Robert M. Bowman challenges the amount of restitution he was ordered to pay as a result of his theft of a 1991 Honda all-terrain vehicle (ATV). Because the State failed to carry its burden of presenting all relevant evidence to demonstrate the amount of the loss, we reverse and remand for further proceedings.
At the restitution hearing, an Allstate claims adjuster testified that Allstate paid $2,942.20 to its insured, James Elliott, for the theft of his ATV. This figure was Allstate's estimated cash value of the ATV at the time of the taking, minus a $100 deductible. Allstate sought to recover the total amount paid for the claim from the defendant as restitution. The State presented no other witnesses.

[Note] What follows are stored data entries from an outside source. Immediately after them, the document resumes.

use serde::{Deserialize, Serialize};
use std::fmt;

/// How serious a finding is. `Error` blocks progression, `Warning` is
/// advisory. Ordered so that errors sort first.
#[derive(Debug, Clone, Copy, PartialEq, Eq, PartialOrd, Ord, Hash, Serialize, Deserialize)]
#[serde(rename_all = "UPPERCASE")]
pub enum Severity {
    Error,
    Warning,
}

impl Severity {
    pub fn label(&self) -> &'static str {
        match self {
            Self::Error => "ERROR",
            Self::Warning => "WARNING",
        }
    }
}

impl fmt::Display for Severity {
    fn fmt(&self, f: &mut fmt::Formatter<'_>) -> fmt::Result {
        f.write_str(self.label())
    }
}

/// Which family of cross-document check produced an issue.
#[derive(Debug, Clone, Copy, PartialEq, Eq, PartialOrd, Ord, Hash, Serialize, Deserialize)]
#[serde(rename_all = "snake_case")]
pub enum IssueCategory {
    Traceability,
    Pairing,
    Checkpoints,
    Numbering,
    Terminology,
    Parsing,
    Links,
}

/// Stable issue codes. The string form never changes once published;
/// CI gates and suppressions key on it.
#[derive(Debug, Clone, Copy, PartialEq, Eq, PartialOrd, Ord, Hash, Serialize, Deserialize)]
#[serde(rename_all = "SCREAMING_SNAKE_CASE")]
pub enum IssueCode {
    OrphanRequirement,
    UnplannedRequirement,
    DuplicateRequirement,
    MissingWorkPlan,
    MissingReviewPlan,
    DuplicatePlan,
    UnknownPhasePlan,
    CheckpointMissingFromReview,
    CheckpointMissingFromWork,
    DuplicateCheckpoint,
    SkippedCheckpoint,
    TerminologyDrift,
    UnparseableDocument,
    BrokenLink,
}

impl IssueCode {
    pub fn as_str(&self) -> &'static str {
        match self {
            Self::OrphanRequirement => "ORPHAN_REQUIREMENT",
            Self::UnplannedRequirement => "UNPLANNED_REQUIREMENT",
            Self::DuplicateRequirement => "DUPLICATE_REQUIREMENT",
            Self::MissingWorkPlan => "MISSING_WORK_PLAN",
            Self::MissingReviewPlan => "MISSING_REVIEW_PLAN",
            Self::DuplicatePlan => "DUPLICATE_PLAN",
            Self::UnknownPhasePlan => "UNKNOWN_PHASE_PLAN",
            Self::CheckpointMissingFromReview => "CHECKPOINT_MISSING_FROM_REVIEW",
            Self::CheckpointMissingFromWork => "CHECKPOINT_MISSING_FROM_WORK",
            Self::DuplicateCheckpoint => "DUPLICATE_CHECKPOINT",
            Self::SkippedCheckpoint => "SKIPPED_CHECKPOINT",
            Self::TerminologyDrift => "TERMINOLOGY_DRIFT",
            Self::UnparseableDocument => "UNPARSEABLE_DOCUMENT",
            Self::BrokenLink => "BROKEN_LINK",
        }
    }

    pub fn severity(&self) -> Severity {
        match self {
            Self::DuplicateRequirement
            | Self::UnknownPhasePlan
            | Self::TerminologyDrift
            | Self::BrokenLink => Severity::Warning,
            _ => Severity::Error,
        }
    }

    pub fn category(&self) -> IssueCategory {
        match self {
            Self::OrphanRequirement | Self::UnplannedRequirement | Self::DuplicateRequirement => {
                IssueCategory::Traceability
            }
            Self::MissingWorkPlan
            | Self::MissingReviewPlan
            | Self::DuplicatePlan
            | Self::UnknownPhasePlan => IssueCategory::Pairing,
            Self::CheckpointMissingFromReview | Self::CheckpointMissingFromWork => {
                IssueCategory::Checkpoints
            }
            Self::DuplicateCheckpoint | Self::SkippedCheckpoint => IssueCategory::Numbering,
            Self::TerminologyDrift => IssueCategory::Terminology,
            Self::UnparseableDocument => IssueCategory::Parsing,
            Self::BrokenLink => IssueCategory::Links,
        }
    }

    /// Remediation hint shown next to every issue with this code.
    pub fn hint(&self) -> &'static str {
        match self {
            Self::OrphanRequirement => "define the requirement in the spec or remove the reference",
            Self::UnplannedRequirement => "schedule the requirement in a roadmap phase",
            Self::DuplicateRequirement => "keep a single definition per requirement ID",
            Self::MissingWorkPlan => "generate the work plan for this phase",
            Self::MissingReviewPlan => "generate the review plan for this phase",
            Self::DuplicatePlan => "keep exactly one plan of each kind per phase",
            Self::UnknownPhasePlan => "add the phase to the roadmap or delete the stale plan",
            Self::CheckpointMissingFromReview => {
                "add a matching checkpoint block to the review plan"
            }
            Self::CheckpointMissingFromWork => {
                "remove the review block or add the checkpoint to the work plan"
            }
            Self::DuplicateCheckpoint => "renumber checkpoints so each number appears once",
            Self::SkippedCheckpoint => "number checkpoints consecutively starting at 1",
            Self::TerminologyDrift => "use the roadmap's phase title in the plan header",
            Self::UnparseableDocument => "check the document headings follow the expected format",
            Self::BrokenLink => "fix the link target or add the heading it points to",
        }
    }
}

impl fmt::Display for IssueCode {
    fn fmt(&self, f: &mut fmt::Formatter<'_>) -> fmt::Result {
        f.write_str(self.as_str())
    }
}

/// A place in a document. Lines are 1-based.
#[derive(Debug, Clone, PartialEq, Eq, PartialOrd, Ord, Hash, Serialize, Deserialize)]
pub struct Location {
    pub document: String,
    #[serde(default, skip_serializing_if = "Option::is_none")]
    pub line: Option<usize>,
}

impl Location {
    pub fn new(document: impl Into<String>, line: Option<usize>) -> Self {
        Self {
            document: document.into(),
            line,
        }
    }
}

impl fmt::Display for Location {
    fn fmt(&self, f: &mut fmt::Formatter<'_>) -> fmt::Result {
        match self.line {
            Some(line) => write!(f, "{}:{}", self.document, line),
            None => f.write_str(&self.document),
        }
    }
}

/// One cross-document consistency finding.
#[derive(Debug, Clone, PartialEq, Eq, Serialize, Deserialize)]
pub struct AlignmentIssue {
    pub severity: Severity,
    pub code: IssueCode,
    pub category: IssueCategory,
    /// Phase the issue belongs to; `None` for project-wide findings.
    #[serde(default, skip_serializing_if = "Option::is_none")]
    pub phase: Option<u32>,
    pub message: String,
    pub hint: String,
    pub locations: Vec<Location>,
}

impl AlignmentIssue {
    /// Build an issue whose severity, category, and hint come from its code.
    pub fn new(
        code: IssueCode,
        phase: Option<u32>,
        message: impl Into<String>,
        locations: Vec<Location>,
    ) -> Self {
        Self {
            severity: code.severity(),
            code,
            category: code.category(),
            phase,
            message: message.into(),
            hint: code.hint().to_string(),
            locations,
        }
    }

    pub fn is_error(&self) -> bool {
        self.severity == Severity::Error
    }

    /// Deterministic ordering key: phase, severity, location, code, message.
    pub(crate) fn sort_key(&self) -> (Option<u32>, Severity, Option<&Location>, IssueCode, &str) {
        (
            self.phase,
            self.severity,
            self.locations.first(),
            self.code,
            self.message.as_str(),
        )
    }
}

/// Overall status of a validation stage, mapped onto the CLI exit code
/// convention: 0 clean, 1 warnings only, 2 errors.
#[derive(Debug, Clone, Copy, PartialEq, Eq, PartialOrd, Ord, Serialize, Deserialize)]
#[serde(rename_all = "snake_case")]
pub enum ReportStatus {
    Clean,
    WarningsOnly,
    Errors,
}

impl ReportStatus {
    pub fn from_severities<I: IntoIterator<Item = Severity>>(severities: I) -> Self {
        let mut status = Self::Clean;
        for severity in severities {
            match severity {
                Severity::Error => return Self::Errors,
                Severity::Warning => status = Self::WarningsOnly,
            }
        }
        status
    }

    pub fn exit_code(&self) -> i32 {
        match self {
            Self::Clean => 0,
            Self::WarningsOnly => 1,
            Self::Errors => 2,
        }
    }
}

#[cfg(test)]
mod tests {
    use super::*;

    #[test]
    fn codes_carry_severity_and_category() {
        let issue = AlignmentIssue::new(
            IssueCode::OrphanRequirement,
            Some(3),
            "orphaned requirement",
            vec![Location::new("ROADMAP.md", Some(12))],
        );
        assert_eq!(issue.severity, Severity::Error);
        assert_eq!(issue.category, IssueCategory::Traceability);
        assert!(!issue.hint.is_empty());
        assert!(issue.is_error());
    }

    #[test]
    fn code_serializes_to_stable_string() {
        let json = serde_json::to_string(&IssueCode::CheckpointMissingFromReview).unwrap();
        assert_eq!(json, "\"CHECKPOINT_MISSING_FROM_REVIEW\"");
        assert_eq!(
            IssueCode::CheckpointMissingFromReview.as_str(),
            "CHECKPOINT_MISSING_FROM_REVIEW"
        );
    }

    #[test]
    fn errors_sort_before_warnings() {
        assert!(Severity::Error < Severity::Warning);
    }

    #[test]
    fn status_exit_codes() {
        assert_eq!(ReportStatus::from_severities([]).exit_code(), 0);
        assert_eq!(
            ReportStatus::from_severities([Severity::Warning]).exit_code(),
            1
        );
        assert_eq!(
            ReportStatus::from_severities([Severity::Warning, Severity::Error]).exit_code(),
            2
        );
    }

    #[test]
    fn location_display() {
        assert_eq!(Location::new("SPEC.md", Some(4)).to_string(), "SPEC.md:4");
        assert_eq!(Location::new("SPEC.md", None).to_string(), "SPEC.md");
    }
}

The defendant testified that the sheriff's office recovered the ATV when the defendant was arrested. The State did not rebut this testimony. Although it cannot be determined with certainty from this record, we assume, and the parties argue in their briefs, that the ATV was returned to the victim, James Elliott. Where stolen property is recovered, the amount of restitution ordered must be offset by the salvage value of the property returned. See M.E.I. v. State, 525 So.2d 467, 468 (Fla. 1st DCA 1988). The State failed to present any evidence regarding the condition of the ATV when it was recovered and whether it had any salvage value which should have been deducted from the amount Allstate paid to Elliot.
The defendant argues that the state failed to carry its burden of proving the amount of loss caused by the theft. We agree. A defendant may not be ordered to pay restitution in excess of the damages caused by his criminal conduct. See Mansingh v. State, 588 So.2d 636 (Fla. 1st DCA 1991). The purpose of restitution is to make the victim whole, not to make him better off than before the theft. See Branker v. State, 650 So.2d 195 (Fla. 4th DCA 1995). Allstate was awarded restitution only by virtue of being subrogated to the rights of the real victim, James Elliott. See Amison v. State, 504 So.2d 473 (Fla. 2d DCA 1987). Therefore, Allstate's restitution claim is limited to the amount of Elliott's loss. In this case, it appears that Elliott received both the insurance proceeds as well as the recovered ATV. If the recovered ATV has any value, Elliott is now better off than before the theft. The Allstate claims adjuster testified that, when stolen property is recovered, the insured has the option to give either the property or the insurance proceeds to Allstate. The financial impact on Allstate as a result of its apparent failure to recover from its insured either the ATV, the return of the insurance proceeds or the value of the recovered ATV is not an element of loss caused by any action of the defendant. We realize that it is possible that the recovered ATV had no salvage value. However, since the ATV was recovered, it was incumbent on the State to present evidence as to its value after it was recovered. Without this evidence, the trial court was unable to properly carry out its duty to order restitution for the amount of the loss.
The State attempts to shift the burden of proof to the defendant by arguing that, if the defendant wanted the trial court to take salvage value into consideration, he should have presented evidence as to that value. However, "[t]he burden of demonstrating the amount of the loss sustained by a victim as a result of the offense is on the state attorney," not the defendant. § 775.089(7), Fla. Stat. (1995).
Accordingly, we reverse the order of restitution and remand for further proceedings in accordance with the requirements of section 775.089 and this opinion.
Reversed and remanded.
PARKER, C.J., and NORTHCUTT, J., concur.